Bayard Rustin

#blackhistoryProfilesJanuary 31, 2022

1912-1987

Bayard Rustin was an American civil rights leader, gay rights activist, and humanitarian.

One of twelve children, Rustin was born in 1912 in West Chester, Pennsylvania, and raised by his grandparents. Influenced by their Quaker values of nonviolence and inspired by their activism with the NAACP, Rustin moved to New York in the 1930s, where he attended college, participated in pacifist groups, and organized early civil rights protests.

In 1941, he was tapped by A. Philip Randolph to help organize the March on Washington Movement (1941-46) to fight for fair working opportunities for African Americans and desegregation of the military. He organized the 1961 Freedom Rides, helped organize the Southern Christian Leadership Conference, and advised MLK on nonviolence. With Randolph, he was a key organizer of the Montgomery Bus Boycott and the 1963 March on Washington.

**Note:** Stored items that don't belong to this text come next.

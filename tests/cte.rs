use sqlweave::prelude::*;

mod common;
use common::*;

name_tag! {
    struct Totals = "totals";
    struct Levels = "levels";
    struct Depth = "depth";
}

#[test]
fn cte_joined_with_a_table() {
    let (foo, bar) = tables();
    let totals = cte(Totals).as_(
        select((bar.foo_id, sum(bar.amount).as_(Total)))
            .from(bar)
            .unconditionally()
            .group_by(bar.foo_id)
            .build(),
    );
    let t = totals.table();
    let query = select((foo.name, t.col(Total)))
        .from(foo.left_join(t).on(t.col(bar.foo_id).eq(foo.id)))
        .unconditionally()
        .build();
    let query = with(totals).query(query);

    assert_eq!(
        query.render(Dialect::PostgreSQL).unwrap().sql,
        r#"WITH "totals" AS (SELECT "tab_bar"."foo_id", SUM("tab_bar"."amount") AS "total" FROM "tab_bar" GROUP BY "tab_bar"."foo_id") SELECT "tab_foo"."name", "totals"."total" FROM "tab_foo" LEFT JOIN "totals" ON "totals"."foo_id" = "tab_foo"."id""#
    );

    let row: (String, Option<i64>) = query
        .decode(&vec![Value::from("a"), Value::Null])
        .unwrap();
    assert_eq!(row, ("a".to_string(), None));
}

#[test]
fn cte_read_from_a_subquery() {
    let (foo, _) = tables();
    let flagged = cte(Ranked).as_(select(foo.id).from(foo).where_(foo.flag.eq(true)).build());
    let f = flagged.table();
    let query = select(foo.name)
        .from(foo)
        .where_(foo.id.in_query(select(f.col(foo.id)).from(f).unconditionally()))
        .build();
    let query = with(flagged).query(query);
    assert_eq!(
        query.to_string(),
        r#"WITH "ranked" AS (SELECT "tab_foo"."id" FROM "tab_foo" WHERE "tab_foo"."flag" = ?) SELECT "tab_foo"."name" FROM "tab_foo" WHERE "tab_foo"."id" IN (SELECT "ranked"."id" FROM "ranked")"#
    );
}

#[test]
fn recursive_cte_over_a_table() {
    let foo = TabFoo::default();
    let levels = cte(Levels).as_(
        select((foo.id, value(0).as_(Depth)))
            .from(foo)
            .where_(foo.score.is_null())
            .build(),
    );
    let l = levels.table();
    let next = foo.as_(Other);
    let step = select((next.col(foo.id), (l.col(Depth) + 1).as_(Depth)))
        .from(l.join(next).on(next.col(foo.id).eq(l.col(foo.id) + 1)))
        .where_(l.col(Depth).lt(10))
        .build();
    let levels = levels.union_all(step);

    let query = select((levels.col(foo.id), levels.col(Depth)))
        .from(levels.table())
        .unconditionally()
        .order_by(levels.col(Depth))
        .build();
    let query = with(levels).query(query);

    assert_eq!(
        query.render(Dialect::SQLite).unwrap().sql,
        r#"WITH RECURSIVE "levels" AS (SELECT "tab_foo"."id", ? AS "depth" FROM "tab_foo" WHERE "tab_foo"."score" IS NULL UNION ALL SELECT "other"."id", "levels"."depth" + ? AS "depth" FROM "levels" JOIN "tab_foo" AS "other" ON "other"."id" = ("levels"."id" + ?) WHERE "levels"."depth" < ?) SELECT "levels"."id", "levels"."depth" FROM "levels" ORDER BY "levels"."depth""#
    );
}

#[test]
fn with_wraps_data_changing_statements() {
    let (foo, _) = tables();
    let stale = cte(Ranked).as_(select(foo.id).from(foo).where_(foo.flag.eq(false)).build());
    let s = stale.table();
    let query = delete_from(foo)
        .where_(foo.id.in_query(select(s.col(foo.id)).from(s).unconditionally()))
        .build();
    let query = with(stale).query(query);
    assert_eq!(
        query.render(Dialect::PostgreSQL).unwrap().sql,
        r#"WITH "ranked" AS (SELECT "tab_foo"."id" FROM "tab_foo" WHERE "tab_foo"."flag" = $1) DELETE FROM "tab_foo" WHERE "tab_foo"."id" IN (SELECT "ranked"."id" FROM "ranked")"#
    );
}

Rustin was a gay man, and had been arrested on a “morals charge” in 1953. For many years, he kept his sexuality secret, and served as an aide and adviser, rather than in a more visible role, in the civil rights movement. His involvement in gay rights issues really began after he met Walter Naegle, who would become his partner, in the late 1970s.

In later years, he served on several humanitarian missions. He was volunteering in Haiti in 1987 when he passed away at the age of 1975. In 2013, President Barack Obama posthumously awarded Rustin the Presidential Medal of Freedom. In 2020, California Governor Gavin Newsom posthumously pardoned Rustin for his 1953 “morality” conviction.